Then there passed by Midianites, merchantmen
The same with the Ishmaelites before mentioned, as appears from the latter part of this verse; for as these were near neighbours, so they might join together in merchandise, and travel in company for greater safety, and are sometimes called the one, and sometimes the other, as well as they might mix together in their habitations and marriages; and are hence called Arabians by the Targums, as before observed, and so by Josephus, which signifies a mixed people:
and they drew and lifted up Joseph out of the pit:
not the Midianites, but his brethren:
and sold Joseph to the Ishmaelites for twenty [pieces] of silver;
for twenty shekels, which amounted to twenty five shillings of our money.

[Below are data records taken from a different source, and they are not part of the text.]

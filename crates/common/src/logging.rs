//! Logging and tracing initialization, plus the export log.
//!
//! Two channels exist side by side: `tracing` for operators, and
//! [`ExportLogger`], an append-only record of export diagnostics that callers
//! read back as raw text (the UI shows it next to a failed export).

use std::fmt;
use std::sync::{Arc, Mutex, MutexGuard};

use chrono::{DateTime, Utc};
use serde::Serialize;

use crate::config::LoggingConfig;

/// Initialize the tracing subscriber with the given configuration.
///
/// When `config.file` is set, output is appended to that file instead of
/// stdout.
pub fn init_logging(config: &LoggingConfig) {
    use tracing_subscriber::fmt::writer::BoxMakeWriter;
    use tracing_subscriber::{fmt, EnvFilter};

    let env_filter =
        EnvFilter::try_from_default_env().unwrap_or_else(|_| EnvFilter::new(&config.level));

    let log_file = config.file.as_ref().and_then(|path| {
        match std::fs::OpenOptions::new().create(true).append(true).open(path) {
            Ok(file) => Some(file),
            Err(e) => {
                eprintln!("Failed to open log file {}: {e}", path.display());
                None
            }
        }
    });
    let ansi = log_file.is_none();
    let writer = match log_file {
        Some(file) => BoxMakeWriter::new(Mutex::new(file)),
        None => BoxMakeWriter::new(std::io::stdout),
    };

    if config.json {
        let subscriber = fmt::Subscriber::builder()
            .with_env_filter(env_filter)
            .with_writer(writer)
            .json()
            .finish();
        tracing::subscriber::set_global_default(subscriber).ok();
    } else {
        let subscriber = fmt::Subscriber::builder()
            .with_env_filter(env_filter)
            .with_writer(writer)
            .with_ansi(ansi)
            .with_target(true)
            .with_thread_ids(false)
            .with_file(false)
            .with_line_number(false)
            .finish();
        tracing::subscriber::set_global_default(subscriber).ok();
    }
}

/// Severity of an export log line.
#[derive(Debug, Clone, Copy, PartialEq, Eq, PartialOrd, Ord, Serialize)]
#[serde(rename_all = "lowercase")]
pub enum LogLevel {
    Debug,
    Info,
    Warn,
    Error,
}

impl LogLevel {
    pub fn as_str(self) -> &'static str {
        match self {
            Self::Debug => "DEBUG",
            Self::Info => "INFO",
            Self::Warn => "WARN",
            Self::Error => "ERROR",
        }
    }
}

/// One line of the export log.
#[derive(Debug, Clone, Serialize)]
pub struct LogEntry {
    pub timestamp: DateTime<Utc>,
    pub level: LogLevel,
    pub message: String,
}

impl fmt::Display for LogEntry {
    fn fmt(&self, f: &mut fmt::Formatter<'_>) -> fmt::Result {
        write!(
            f,
            "[{}] {} {}",
            self.timestamp.format("%H:%M:%S%.3f"),
            self.level.as_str(),
            self.message
        )
    }
}

/// Append-only export log shared by every component of one export service.
///
/// Cloning yields another handle onto the same record.
#[derive(Debug, Clone, Default)]
pub struct ExportLogger {
    entries: Arc<Mutex<Vec<LogEntry>>>,
}

impl ExportLogger {
    pub fn new() -> Self {
        Self::default()
    }

    pub fn log(&self, message: impl Into<String>) {
        self.push(LogLevel::Info, message.into());
    }

    pub fn debug(&self, message: impl Into<String>) {
        self.push(LogLevel::Debug, message.into());
    }

    pub fn warn(&self, message: impl Into<String>) {
        self.push(LogLevel::Warn, message.into());
    }

    pub fn error(&self, message: impl Into<String>) {
        self.push(LogLevel::Error, message.into());
    }

    /// Snapshot of every entry recorded so far.
    pub fn entries(&self) -> Vec<LogEntry> {
        self.lock().clone()
    }

    /// Entries rendered as raw text lines.
    pub fn lines(&self) -> Vec<String> {
        self.lock().iter().map(ToString::to_string).collect()
    }

    /// Number of entries at or above `level`.
    pub fn count_at_least(&self, level: LogLevel) -> usize {
        self.lock().iter().filter(|e| e.level >= level).count()
    }

    pub fn len(&self) -> usize {
        self.lock().len()
    }

    pub fn is_empty(&self) -> bool {
        self.lock().is_empty()
    }

    pub fn clear(&self) {
        self.lock().clear();
    }

    fn push(&self, level: LogLevel, message: String) {
        match level {
            LogLevel::Debug => tracing::debug!(target: "framecut::export", "{message}"),
            LogLevel::Info => tracing::info!(target: "framecut::export", "{message}"),
            LogLevel::Warn => tracing::warn!(target: "framecut::export", "{message}"),
            LogLevel::Error => tracing::error!(target: "framecut::export", "{message}"),
        }

        self.lock().push(LogEntry {
            timestamp: Utc::now(),
            level,
            message,
        });
    }

    fn lock(&self) -> MutexGuard<'_, Vec<LogEntry>> {
        // A panic while holding the lock cannot leave a half-pushed entry behind.
        self.entries
            .lock()
            .unwrap_or_else(|poisoned| poisoned.into_inner())
    }
}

The Jews F26 say, they each took two shekels apiece, and bought with them a pair of shoes, according to ( Amos 8:6 ) ; but there were but nine of them, Reuben was absent:
and they brought Joseph into Egypt;
some think these Midianites were different from the Ishmaelites, and that Joseph was sold many times, first to the Midianites, and then by them to the Ishmaelites, and by the latter to Potiphar. Justin F1, an Heathen writer, gives an account of this affair in some agreement with this history;
``Joseph (he says) was the youngest of his brethren, whose excellent genius they feared, and took him secretly, and sold him to "foreign merchants", by whom he was carried into Egypt.''
F26 Pirke Eliezer, c. 38.
F1 E. Trogo, l. 36. c. 2.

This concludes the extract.